[FOR JOSEPH]
IN CONVERSATION WITH ILONA HAMER, STYLIST
This interview was part of a series for JOSEPH CURATES, an online magazine of sorts, dedicated to the creatives and creators who share a similar outlook to the British fashion brand - where I was employed as Content & Social Media Editor.
It’s the role of the fashion stylist to contextualise fashion. To give it a place and time in which to exist outside of the runway. Some create fantastical situations, playing to the theatrics of clothes, and others explore normalness. The real whys and hows of dressing. Fashion director and co-founder of UNCONDITIONAL Magazine Ilona Hamer takes this holistic approach. Her readers have come to expect a quiet examination of fashion: a cuff left unbuttoned, the slipping strap of a summer dress. And, some gentle nudity. Here she explains how it all came to be.
ON BEGINNINGS
I started at Vogue Australia when I was 20 and was there full-time for six years. I walked in the door as the office coordinator and left as junior fashion editor. My time there definitely shaped my knowledge on style and publishing. I moved to New York in the fall of 2012 and have been freelancing here, and working on personal projects, ever since.
ON FASHION
A great editorial is never really about the clothes or the fashion – it’s about the image and the story that is being told. I am not an elitist when it comes to clothes. I was trained working with luxury designers while at Vogue, but I love hunting for vintage pieces, working with young designers, finding that obscure thing that adds value to an image through texture or silhouette. I like using the same shoe throughout stories, and I like repeating accents such as jewellery because that’s how real women dress. I don’t know any women who change all of their jewellery every day. It’s that mix of personal and editorial. It bridges a gap. And with Unconditional it’s what we focus on, what people respond so well to.
ON THE UNCONDITIONAL READER
The Unconditional girl is often the most interesting person in the room, especially when she speaks, not just when she steps through the door. She is a woman with a story. With something to say. And most importantly with a point of view. Unconditional is an amalgamation of the modern women we encounter and what interests them. It is for those who follow and absorb fashion, but do not obsess over it. It’s our voice for interesting, intelligent women who want something more and who value style, ideas and quality over quantity.
ON THE ROLE OF STYLIST
It’s my job to reinterpret things, to create a new style or meaning to what the designer intended. To make it feel new and different and interesting to the viewer. A lot of the time my job on set is to be the ice breaker – the one to help break down any barriers with the girls we are shooting and create connections. To create a really comfortable space to make the best pictures. There are so many images in Unconditional where the girl’s smiling and looking off camera – but that’s usually because I’ve told a really bad joke.
ON AESTHETIC
I would say I am a classicist. I love a tailored suit, a white shirt, great denim, perfect little black dresses – the wardrobe essentials. I think my take on them is to play with these things and give them new life in images. I love to give clothes personality and shape on set, and really spend time to fold, roll, gather, untuck, re-tuck, twist, pin, exaggerate. To move the garments into a new form to create a picture. Images, where regardless of the clothes, there is a strong woman that I identify with. Sometimes she isn’t even wearing clothes. I grew up in Sydney near the ocean, so being free with your body and at ease is also something important to me so nudity does tend to feature heavily in my work too.

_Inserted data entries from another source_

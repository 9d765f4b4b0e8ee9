pub mod collection;
pub mod commands;
pub mod geometry;
pub mod history;
pub mod room;
pub mod snapshot;
pub mod stats;

pub use collection::RoomCollection;
pub use commands::{AddRoom, Command, MacroCommand};
pub use geometry::{Dimensions, Metrics, RadixRoomFactory, RoomFactory};
pub use history::{CommandHistory, UndoOutcome};
pub use room::{Metric, Room, RoomId};
pub use snapshot::RoomSnapshot;
pub use stats::{StatsReport, StatsSummary, StatsTask};
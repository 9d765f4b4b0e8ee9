pub mod config;
pub mod error;
pub mod result;
pub mod traits;

pub use config::AppConfig;
pub use error::RoomError;
pub use result::RoomResult;
pub use traits::Task;
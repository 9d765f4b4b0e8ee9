use super::Command;
use crate::RoomCollection;
use roomcalc_core::RoomResult;

/// A group of commands executed and undone as one history entry.
///
/// Sub-commands execute in insertion order and are undone in strict reverse
/// order. Execution is all-or-nothing: if a sub-command fails, the ones that
/// already ran are undone before the error is returned.
#[derive(Default)]
pub struct MacroCommand {
    label: Option<String>,
    commands: Vec<Box<dyn Command>>,
}

impl MacroCommand {
    pub fn new() -> Self {
        Self::default()
    }

    pub fn labeled(label: impl Into<String>) -> Self {
        Self {
            label: Some(label.into()),
            commands: Vec::new(),
        }
    }

    pub fn push(&mut self, command: Box<dyn Command>) {
        self.commands.push(command);
    }

    pub fn with(mut self, command: Box<dyn Command>) -> Self {
        self.push(command);
        self
    }

    pub fn len(&self) -> usize {
        self.commands.len()
    }

    pub fn is_empty(&self) -> bool {
        self.commands.is_empty()
    }

    fn rollback(&self, executed: usize, rooms: &RoomCollection) {
        for command in self.commands[..executed].iter().rev() {
            if let Err(e) = command.undo(rooms) {
                tracing::warn!("Rollback of '{}' failed: {}", command.description(), e);
            }
        }
    }
}

impl Command for MacroCommand {
    fn execute(&self, rooms: &RoomCollection) -> RoomResult<()> {
        for (index, command) in self.commands.iter().enumerate() {
            if let Err(e) = command.execute(rooms) {
                tracing::warn!(
                    "Macro step {} ('{}') failed, rolling back {} step(s)",
                    index,
                    command.description(),
                    index
                );
                self.rollback(index, rooms);
                return Err(e);
            }
        }
        Ok(())
    }

    fn undo(&self, rooms: &RoomCollection) -> RoomResult<()> {
        let mut first_error = None;
        for command in self.commands.iter().rev() {
            if let Err(e) = command.undo(rooms) {
                tracing::warn!("Undo of '{}' failed: {}", command.description(), e);
                first_error.get_or_insert(e);
            }
        }
        match first_error {
            Some(e) => Err(e),
            None => Ok(()),
        }
    }

    fn description(&self) -> String {
        match &self.label {
            Some(label) => format!("{} ({} commands)", label, self.commands.len()),
            None => format!("Macro ({} commands)", self.commands.len()),
        }
    }
}

#[cfg(test)]
mod tests {
    use super::*;
    use crate::commands::MockCommand;
    use crate::commands::AddRoom;
    use crate::Room;
    use mockall::Sequence;
    use roomcalc_core::RoomError;
    use std::sync::{Arc, Mutex};

    /// Records every execute/undo into a shared log.
    struct Recording {
        name: &'static str,
        log: Arc<Mutex<Vec<String>>>,
    }

    impl Command for Recording {
        fn execute(&self, _rooms: &RoomCollection) -> RoomResult<()> {
            self.log.lock().unwrap().push(format!("exec {}", self.name));
            Ok(())
        }

        fn undo(&self, _rooms: &RoomCollection) -> RoomResult<()> {
            self.log.lock().unwrap().push(format!("undo {}", self.name));
            Ok(())
        }

        fn description(&self) -> String {
            self.name.to_string()
        }
    }

    #[test]
    fn test_undo_runs_in_reverse_order() {
        let log = Arc::new(Mutex::new(Vec::new()));
        let mut macro_cmd = MacroCommand::new();
        for name in ["C1", "C2", "C3"] {
            macro_cmd.push(Box::new(Recording {
                name,
                log: log.clone(),
            }));
        }

        let rooms = RoomCollection::new();
        macro_cmd.execute(&rooms).unwrap();
        macro_cmd.undo(&rooms).unwrap();

        assert_eq!(
            *log.lock().unwrap(),
            vec!["exec C1", "exec C2", "exec C3", "undo C3", "undo C2", "undo C1"]
        );
    }

    #[test]
    fn test_failed_step_rolls_back_executed_steps() {
        let mut seq = Sequence::new();

        let mut first = MockCommand::new();
        first
            .expect_execute()
            .times(1)
            .in_sequence(&mut seq)
            .returning(|_| Ok(()));
        first.expect_description().return_const("first".to_string());

        let mut failing = MockCommand::new();
        failing
            .expect_execute()
            .times(1)
            .in_sequence(&mut seq)
            .returning(|_| Err(RoomError::Validation("nope".to_string())));
        failing.expect_undo().never();
        failing
            .expect_description()
            .return_const("failing".to_string());

        first
            .expect_undo()
            .times(1)
            .in_sequence(&mut seq)
            .returning(|_| Ok(()));

        let mut never_run = MockCommand::new();
        never_run.expect_execute().never();
        never_run.expect_undo().never();

        let macro_cmd = MacroCommand::new()
            .with(Box::new(first))
            .with(Box::new(failing))
            .with(Box::new(never_run));

        let rooms = RoomCollection::new();
        let err = macro_cmd.execute(&rooms).unwrap_err();
        assert!(matches!(err, RoomError::Validation(_)));
    }

    #[test]
    fn test_macro_of_rooms_is_one_unit() {
        let rooms = RoomCollection::new();
        let macro_cmd = MacroCommand::labeled("Add rooms")
            .with(Box::new(AddRoom::new(Room::new(3, 4, 1).unwrap())))
            .with(Box::new(AddRoom::new(Room::new(5, 6, 1).unwrap())));

        macro_cmd.execute(&rooms).unwrap();
        assert_eq!(rooms.len(), 2);

        macro_cmd.undo(&rooms).unwrap();
        assert!(rooms.is_empty());
        assert_eq!(macro_cmd.description(), "Add rooms (2 commands)");
    }

    #[test]
    fn test_undo_continues_past_failures() {
        let mut broken = MockCommand::new();
        broken
            .expect_undo()
            .times(1)
            .returning(|_| Err(RoomError::Internal("stuck".to_string())));
        broken.expect_description().return_const("broken".to_string());

        let mut fine = MockCommand::new();
        fine.expect_undo().times(1).returning(|_| Ok(()));

        // `fine` is last, so it is undone first; `broken` still gets its turn.
        let macro_cmd = MacroCommand::new()
            .with(Box::new(broken))
            .with(Box::new(fine));

        let err = macro_cmd.undo(&RoomCollection::new()).unwrap_err();
        assert!(matches!(err, RoomError::Internal(_)));
    }
}
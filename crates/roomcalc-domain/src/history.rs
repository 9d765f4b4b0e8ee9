//! Undo history management.
//!
//! Keeps executed commands on a LIFO stack so the most recent one can be
//! reversed. The history is owned by a single controller and takes `&mut self`
//! for every mutation; callers on several threads must serialize access
//! themselves (for example behind a `Mutex`).

use crate::commands::Command;
use crate::RoomCollection;
use roomcalc_core::RoomResult;
use serde::Serialize;
use std::fmt;

/// Result of asking the history to undo its latest command.
#[derive(Debug, Clone, PartialEq, Eq, Serialize)]
#[serde(tag = "outcome", rename_all = "snake_case")]
pub enum UndoOutcome {
    Undone { description: String },
    NothingToUndo,
}

impl UndoOutcome {
    pub fn is_undone(&self) -> bool {
        matches!(self, UndoOutcome::Undone { .. })
    }
}

/// Stack of executed commands (most recent = back of vec).
#[derive(Default)]
pub struct CommandHistory {
    undo_stack: Vec<Box<dyn Command>>,
}

impl CommandHistory {
    pub fn new() -> Self {
        Self::default()
    }

    /// Execute a command on the calling thread and record it.
    ///
    /// A command whose `execute` fails is not recorded.
    pub fn execute_command(
        &mut self,
        command: Box<dyn Command>,
        rooms: &RoomCollection,
    ) -> RoomResult<()> {
        let description = command.description();
        tracing::debug!("Executing: {}", description);

        command.execute(rooms)?;
        self.undo_stack.push(command);

        tracing::debug!(depth = self.undo_stack.len(), "Recorded: {}", description);
        Ok(())
    }

    /// Pop the most recent command and reverse it.
    ///
    /// An empty history is an expected condition and yields
    /// [`UndoOutcome::NothingToUndo`] without touching the collection.
    pub fn undo_last_command(&mut self, rooms: &RoomCollection) -> RoomResult<UndoOutcome> {
        let Some(command) = self.undo_stack.pop() else {
            tracing::info!("Nothing to undo");
            return Ok(UndoOutcome::NothingToUndo);
        };

        let description = command.description();
        command.undo(rooms)?;
        tracing::info!("Undone: {}", description);

        Ok(UndoOutcome::Undone { description })
    }

    pub fn can_undo(&self) -> bool {
        !self.undo_stack.is_empty()
    }

    /// Get undo stack depth (for status display).
    pub fn depth(&self) -> usize {
        self.undo_stack.len()
    }

    /// Descriptions of recorded commands, most recent first.
    pub fn descriptions(&self) -> Vec<String> {
        self.undo_stack
            .iter()
            .rev()
            .map(|c| c.description())
            .collect()
    }

    /// Forget all recorded commands without undoing them.
    pub fn clear(&mut self) {
        self.undo_stack.clear();
    }
}

impl fmt::Debug for CommandHistory {
    fn fmt(&self, f: &mut fmt::Formatter<'_>) -> fmt::Result {
        f.debug_struct("CommandHistory")
            .field("depth", &self.undo_stack.len())
            .finish()
    }
}

#[cfg(test)]
mod tests {
    use super::*;
    use crate::commands::MockCommand;
    use crate::commands::{AddRoom, MacroCommand};
    use crate::Room;
    use roomcalc_core::RoomError;

    fn add(l: u32, w: u32) -> Box<dyn Command> {
        Box::new(AddRoom::new(Room::new(l, w, 1).unwrap()))
    }

    #[test]
    fn test_basic_undo() {
        let rooms = RoomCollection::new();
        let mut history = CommandHistory::new();
        let before = rooms.snapshot();

        history.execute_command(add(3, 4), &rooms).unwrap();
        assert!(history.can_undo());
        assert_eq!(rooms.len(), 1);

        let outcome = history.undo_last_command(&rooms).unwrap();
        assert!(outcome.is_undone());
        assert!(!history.can_undo());
        assert!(rooms.snapshot().same_rooms(&before));
    }

    #[test]
    fn test_empty_undo_is_not_an_error() {
        let rooms = RoomCollection::new();
        rooms.add(std::sync::Arc::new(Room::new(1, 1, 1).unwrap()));
        let before = rooms.snapshot();
        let mut history = CommandHistory::new();

        let outcome = history.undo_last_command(&rooms).unwrap();
        assert_eq!(outcome, UndoOutcome::NothingToUndo);
        assert!(rooms.snapshot().same_rooms(&before));
    }

    #[test]
    fn test_lifo_order() {
        let rooms = RoomCollection::new();
        let mut history = CommandHistory::new();
        history.execute_command(add(1, 1), &rooms).unwrap();
        history.execute_command(add(2, 2), &rooms).unwrap();

        let outcome = history.undo_last_command(&rooms).unwrap();
        match outcome {
            UndoOutcome::Undone { description } => assert!(description.contains("2x2x1")),
            other => panic!("unexpected outcome: {:?}", other),
        }
        let remaining = rooms.snapshot();
        assert_eq!(remaining.len(), 1);
        assert_eq!(remaining.rooms()[0].area(), 1);
    }

    #[test]
    fn test_failed_execute_not_recorded() {
        let rooms = RoomCollection::new();
        let mut history = CommandHistory::new();

        let mut cmd = MockCommand::new();
        cmd.expect_description().return_const("bad".to_string());
        cmd.expect_execute()
            .times(1)
            .returning(|_| Err(RoomError::Validation("rejected".to_string())));
        cmd.expect_undo().never();

        assert!(history.execute_command(Box::new(cmd), &rooms).is_err());
        assert_eq!(history.depth(), 0);
    }

    #[test]
    fn test_each_command_undone_once() {
        let rooms = RoomCollection::new();
        let mut history = CommandHistory::new();

        let mut cmd = MockCommand::new();
        cmd.expect_description().return_const("once".to_string());
        cmd.expect_execute().times(1).returning(|_| Ok(()));
        cmd.expect_undo().times(1).returning(|_| Ok(()));

        history.execute_command(Box::new(cmd), &rooms).unwrap();
        assert!(history.undo_last_command(&rooms).unwrap().is_undone());
        assert_eq!(
            history.undo_last_command(&rooms).unwrap(),
            UndoOutcome::NothingToUndo
        );
    }

    #[test]
    fn test_macro_is_single_entry() {
        let rooms = RoomCollection::new();
        let mut history = CommandHistory::new();

        let group = MacroCommand::new().with(add(1, 1)).with(add(2, 2)).with(add(3, 3));
        history.execute_command(Box::new(group), &rooms).unwrap();
        assert_eq!(history.depth(), 1);
        assert_eq!(rooms.len(), 3);

        history.undo_last_command(&rooms).unwrap();
        assert!(rooms.is_empty());
        assert_eq!(history.depth(), 0);
    }

    #[test]
    fn test_descriptions_and_clear() {
        let rooms = RoomCollection::new();
        let mut history = CommandHistory::new();
        history.execute_command(add(1, 1), &rooms).unwrap();
        history.execute_command(add(2, 2), &rooms).unwrap();

        let descriptions = history.descriptions();
        assert_eq!(descriptions.len(), 2);
        assert!(descriptions[0].contains("2x2x1"));

        history.clear();
        assert_eq!(history.depth(), 0);
        assert_eq!(rooms.len(), 2);
    }

    #[test]
    fn test_outcome_serialization() {
        let json = serde_json::to_value(UndoOutcome::NothingToUndo).unwrap();
        assert_eq!(json["outcome"], "nothing_to_undo");
    }
}
use clap::{Args, Parser, Subcommand};
use roomcalc_domain::Metric;
use std::path::PathBuf;

#[derive(Parser)]
#[command(name = "roomcalc")]
#[command(about = "Undoable room geometry commands with background statistics", long_about = None)]
#[command(version)]
pub struct Cli {
    /// Path to a TOML config file (defaults to the platform config dir)
    #[arg(long, value_name = "FILE", env = "ROOMCALC_CONFIG", global = true)]
    pub config: Option<PathBuf>,

    #[command(subcommand)]
    pub command: Commands,
}

#[derive(Subcommand)]
pub enum Commands {
    /// Add rooms, optionally undo, and compute statistics on the worker pool
    Run(RunArgs),
    /// Generate shell completions
    Completions {
        #[arg(value_enum)]
        shell: clap_complete::Shell,
    },
}

#[derive(Args)]
pub struct RunArgs {
    /// Room dimensions; repeat for several rooms
    #[arg(
        long = "room",
        num_args = 3,
        value_names = ["LENGTH", "WIDTH", "HEIGHT"],
        action = clap::ArgAction::Append
    )]
    pub rooms: Vec<String>,

    /// Read dimensions as binary numbers
    #[arg(long)]
    pub binary: bool,

    /// Add all rooms as a single undoable step
    #[arg(long = "macro")]
    pub as_macro: bool,

    /// Number of commands to undo after adding
    #[arg(long, default_value_t = 0)]
    pub undo: usize,

    /// Metric to compute statistics for; repeatable
    #[arg(long = "stats", value_name = "METRIC")]
    pub stats: Vec<Metric>,

    /// Override the configured worker count
    #[arg(long)]
    pub workers: Option<usize>,

    /// Override the configured queue capacity (0 = unbounded)
    #[arg(long)]
    pub queue_capacity: Option<usize>,

    /// Override the configured shutdown grace period
    #[arg(long)]
    pub grace_ms: Option<u64>,
}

ON FASHION’S SHOCK TACTICS
Right now the most shocking thing you can do is be tasteful and make interesting yet relatable clothes that people actually want to wear on a Tuesday at 9am. I think we are so over saturated with things that are supposed to shock us, that style has become ironic. What goes on outside fashion shows these days is not personal style at all. It’s a formula to attract attention. A way to make money. I think we as a society have become insatiable, we consume far too much in most areas of life and it’s taking its toll on the environment and on humans alike. Designers are overworked, and exhausted, and have such extreme expectations put on them that no wonder the musical chairs [of fashion house appointments] continues. Editorially, I think the most important thing is to be authentic and to have a voice and to be consistent no matter what the medium. That is the way to make people respond.
ON IDEAS
Most good ideas come to me through procrastination. Whenever I try and force myself to come up with an idea I get nothing, so generally speaking, I need my brain somewhere between a relaxed state and highly pressured (to be doing something other than what I am doing) and somehow I find I connect dots of things that inspire me to come up with a story idea. The internet is usually the fastest way to do this, but I prefer to visit book stores, galleries, cinemas. Even the park to people watch. Anywhere that is real and present and does not come with a screen attached.
ON FUTURE GENERATIONS
I hope our current era won’t be remembered for crop tops and chokers and contouring!